*** Data for analysis ***
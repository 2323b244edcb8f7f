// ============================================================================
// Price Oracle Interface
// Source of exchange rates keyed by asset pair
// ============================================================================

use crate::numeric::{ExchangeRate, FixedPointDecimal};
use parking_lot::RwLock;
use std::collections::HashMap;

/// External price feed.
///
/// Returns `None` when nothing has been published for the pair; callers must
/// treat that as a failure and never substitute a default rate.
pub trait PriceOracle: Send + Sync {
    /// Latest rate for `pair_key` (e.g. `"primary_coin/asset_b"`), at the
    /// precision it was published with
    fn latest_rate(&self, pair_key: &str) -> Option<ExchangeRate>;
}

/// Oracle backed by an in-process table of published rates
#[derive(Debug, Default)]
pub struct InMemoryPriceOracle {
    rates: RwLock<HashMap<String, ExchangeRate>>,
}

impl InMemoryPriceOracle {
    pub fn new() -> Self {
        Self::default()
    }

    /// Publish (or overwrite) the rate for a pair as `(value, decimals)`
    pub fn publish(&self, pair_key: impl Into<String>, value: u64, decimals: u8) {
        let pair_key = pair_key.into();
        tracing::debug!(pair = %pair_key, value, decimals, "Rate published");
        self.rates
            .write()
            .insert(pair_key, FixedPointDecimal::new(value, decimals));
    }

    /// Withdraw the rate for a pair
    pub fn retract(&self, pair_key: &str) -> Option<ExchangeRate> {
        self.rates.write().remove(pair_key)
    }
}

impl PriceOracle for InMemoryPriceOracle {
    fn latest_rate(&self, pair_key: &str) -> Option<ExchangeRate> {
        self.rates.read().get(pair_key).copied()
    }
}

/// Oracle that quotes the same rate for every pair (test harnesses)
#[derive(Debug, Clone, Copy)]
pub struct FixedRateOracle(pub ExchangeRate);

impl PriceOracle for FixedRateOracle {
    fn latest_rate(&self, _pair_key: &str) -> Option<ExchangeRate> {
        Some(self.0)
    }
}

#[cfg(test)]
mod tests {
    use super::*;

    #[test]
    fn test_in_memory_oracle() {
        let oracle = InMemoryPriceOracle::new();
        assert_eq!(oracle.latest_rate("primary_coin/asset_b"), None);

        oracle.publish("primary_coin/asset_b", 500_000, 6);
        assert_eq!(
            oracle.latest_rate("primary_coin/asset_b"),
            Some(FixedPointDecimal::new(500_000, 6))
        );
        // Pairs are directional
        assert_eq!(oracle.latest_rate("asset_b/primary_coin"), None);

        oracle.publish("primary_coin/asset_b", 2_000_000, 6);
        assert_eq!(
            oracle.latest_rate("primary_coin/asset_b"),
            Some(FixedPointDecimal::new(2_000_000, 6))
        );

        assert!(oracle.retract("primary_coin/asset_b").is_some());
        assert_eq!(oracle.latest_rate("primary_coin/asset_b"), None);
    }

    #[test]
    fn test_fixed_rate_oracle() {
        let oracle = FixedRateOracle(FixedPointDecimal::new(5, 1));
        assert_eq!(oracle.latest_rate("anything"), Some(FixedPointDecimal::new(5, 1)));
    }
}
*** End of Data for analysis ***
*** Data for analysis ***
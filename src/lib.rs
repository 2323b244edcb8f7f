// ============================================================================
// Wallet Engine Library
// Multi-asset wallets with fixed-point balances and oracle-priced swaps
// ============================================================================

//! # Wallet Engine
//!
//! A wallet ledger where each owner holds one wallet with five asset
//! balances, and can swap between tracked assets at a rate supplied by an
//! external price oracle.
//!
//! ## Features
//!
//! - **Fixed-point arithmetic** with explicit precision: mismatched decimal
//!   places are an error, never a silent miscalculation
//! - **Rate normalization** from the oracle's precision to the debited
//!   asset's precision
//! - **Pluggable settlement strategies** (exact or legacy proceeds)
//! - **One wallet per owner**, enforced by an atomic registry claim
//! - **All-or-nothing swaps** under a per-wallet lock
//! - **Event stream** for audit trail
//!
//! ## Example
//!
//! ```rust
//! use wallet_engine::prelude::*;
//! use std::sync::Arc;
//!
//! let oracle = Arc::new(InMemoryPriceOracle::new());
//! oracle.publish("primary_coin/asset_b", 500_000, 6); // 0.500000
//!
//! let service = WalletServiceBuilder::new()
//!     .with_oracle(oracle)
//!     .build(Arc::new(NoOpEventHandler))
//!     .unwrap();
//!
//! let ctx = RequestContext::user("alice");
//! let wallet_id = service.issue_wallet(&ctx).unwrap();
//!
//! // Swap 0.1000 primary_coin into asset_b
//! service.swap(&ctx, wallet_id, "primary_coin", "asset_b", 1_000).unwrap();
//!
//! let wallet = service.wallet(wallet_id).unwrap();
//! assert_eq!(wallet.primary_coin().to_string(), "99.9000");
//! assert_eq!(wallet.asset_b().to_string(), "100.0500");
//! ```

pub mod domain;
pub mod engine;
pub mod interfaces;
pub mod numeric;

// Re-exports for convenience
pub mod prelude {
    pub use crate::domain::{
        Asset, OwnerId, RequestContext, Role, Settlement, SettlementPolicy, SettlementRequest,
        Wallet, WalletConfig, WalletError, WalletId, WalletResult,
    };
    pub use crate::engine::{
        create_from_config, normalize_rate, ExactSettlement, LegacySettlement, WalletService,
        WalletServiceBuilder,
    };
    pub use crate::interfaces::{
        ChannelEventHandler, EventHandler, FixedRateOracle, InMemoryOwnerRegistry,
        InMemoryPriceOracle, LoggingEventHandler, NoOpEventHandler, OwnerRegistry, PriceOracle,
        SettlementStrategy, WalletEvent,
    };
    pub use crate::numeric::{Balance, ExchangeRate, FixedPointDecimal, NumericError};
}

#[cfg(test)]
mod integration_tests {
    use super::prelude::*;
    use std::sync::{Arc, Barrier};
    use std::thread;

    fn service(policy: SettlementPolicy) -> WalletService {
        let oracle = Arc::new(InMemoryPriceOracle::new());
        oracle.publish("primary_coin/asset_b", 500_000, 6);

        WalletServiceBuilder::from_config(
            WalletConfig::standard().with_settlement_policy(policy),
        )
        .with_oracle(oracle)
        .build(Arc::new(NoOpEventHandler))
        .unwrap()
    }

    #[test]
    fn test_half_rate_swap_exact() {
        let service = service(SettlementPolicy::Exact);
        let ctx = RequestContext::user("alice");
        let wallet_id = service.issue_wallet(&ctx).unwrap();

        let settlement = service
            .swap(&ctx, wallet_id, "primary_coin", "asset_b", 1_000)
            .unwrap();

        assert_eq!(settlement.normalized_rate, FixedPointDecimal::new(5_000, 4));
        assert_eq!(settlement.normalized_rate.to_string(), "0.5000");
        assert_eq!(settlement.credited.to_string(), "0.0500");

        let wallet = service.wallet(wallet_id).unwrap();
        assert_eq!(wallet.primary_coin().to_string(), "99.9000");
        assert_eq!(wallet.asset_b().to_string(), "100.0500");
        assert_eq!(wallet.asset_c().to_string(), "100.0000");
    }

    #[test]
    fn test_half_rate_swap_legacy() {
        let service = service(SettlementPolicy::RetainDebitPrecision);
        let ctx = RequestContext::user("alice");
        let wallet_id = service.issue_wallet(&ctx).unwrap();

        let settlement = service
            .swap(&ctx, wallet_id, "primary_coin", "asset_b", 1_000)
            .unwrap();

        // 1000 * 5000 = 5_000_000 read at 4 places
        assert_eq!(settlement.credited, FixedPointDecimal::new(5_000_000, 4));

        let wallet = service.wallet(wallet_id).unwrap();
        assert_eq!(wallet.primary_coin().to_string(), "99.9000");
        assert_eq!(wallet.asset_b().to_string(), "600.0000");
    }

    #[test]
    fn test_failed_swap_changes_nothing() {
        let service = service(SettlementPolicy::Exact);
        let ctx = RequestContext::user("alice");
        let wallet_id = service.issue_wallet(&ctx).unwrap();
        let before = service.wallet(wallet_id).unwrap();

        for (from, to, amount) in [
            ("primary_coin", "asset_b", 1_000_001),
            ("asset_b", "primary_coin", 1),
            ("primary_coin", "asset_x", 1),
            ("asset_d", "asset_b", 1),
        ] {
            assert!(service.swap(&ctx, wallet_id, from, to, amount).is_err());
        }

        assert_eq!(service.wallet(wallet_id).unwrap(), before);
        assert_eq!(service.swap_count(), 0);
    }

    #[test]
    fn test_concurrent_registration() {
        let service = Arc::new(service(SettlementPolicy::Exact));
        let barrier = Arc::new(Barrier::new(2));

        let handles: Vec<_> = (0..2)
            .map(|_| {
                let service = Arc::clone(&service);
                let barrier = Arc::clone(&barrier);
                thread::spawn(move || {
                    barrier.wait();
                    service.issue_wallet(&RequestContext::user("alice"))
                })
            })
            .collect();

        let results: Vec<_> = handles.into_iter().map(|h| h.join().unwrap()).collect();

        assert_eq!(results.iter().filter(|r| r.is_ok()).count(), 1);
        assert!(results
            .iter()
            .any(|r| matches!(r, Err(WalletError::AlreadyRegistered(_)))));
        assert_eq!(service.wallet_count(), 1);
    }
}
*** End of Data for analysis ***
What is expected: Begin at the line above that has "pub mod prelude" and stop after the line that has "use std::thread;", copying each line exactly and adding nothing else.

Reply:
pub mod prelude {
    pub use crate::domain::{
        Asset, OwnerId, RequestContext, Role, Settlement, SettlementPolicy, SettlementRequest,
        Wallet, WalletConfig, WalletError, WalletId, WalletResult,
    };
    pub use crate::engine::{
        create_from_config, normalize_rate, ExactSettlement, LegacySettlement, WalletService,
        WalletServiceBuilder,
    };
    pub use crate::interfaces::{
        ChannelEventHandler, EventHandler, FixedRateOracle, InMemoryOwnerRegistry,
        InMemoryPriceOracle, LoggingEventHandler, NoOpEventHandler, OwnerRegistry, PriceOracle,
        SettlementStrategy, WalletEvent,
    };
    pub use crate::numeric::{Balance, ExchangeRate, FixedPointDecimal, NumericError};
}

#[cfg(test)]
mod integration_tests {
    use super::prelude::*;
    use std::sync::{Arc, Barrier};
    use std::thread;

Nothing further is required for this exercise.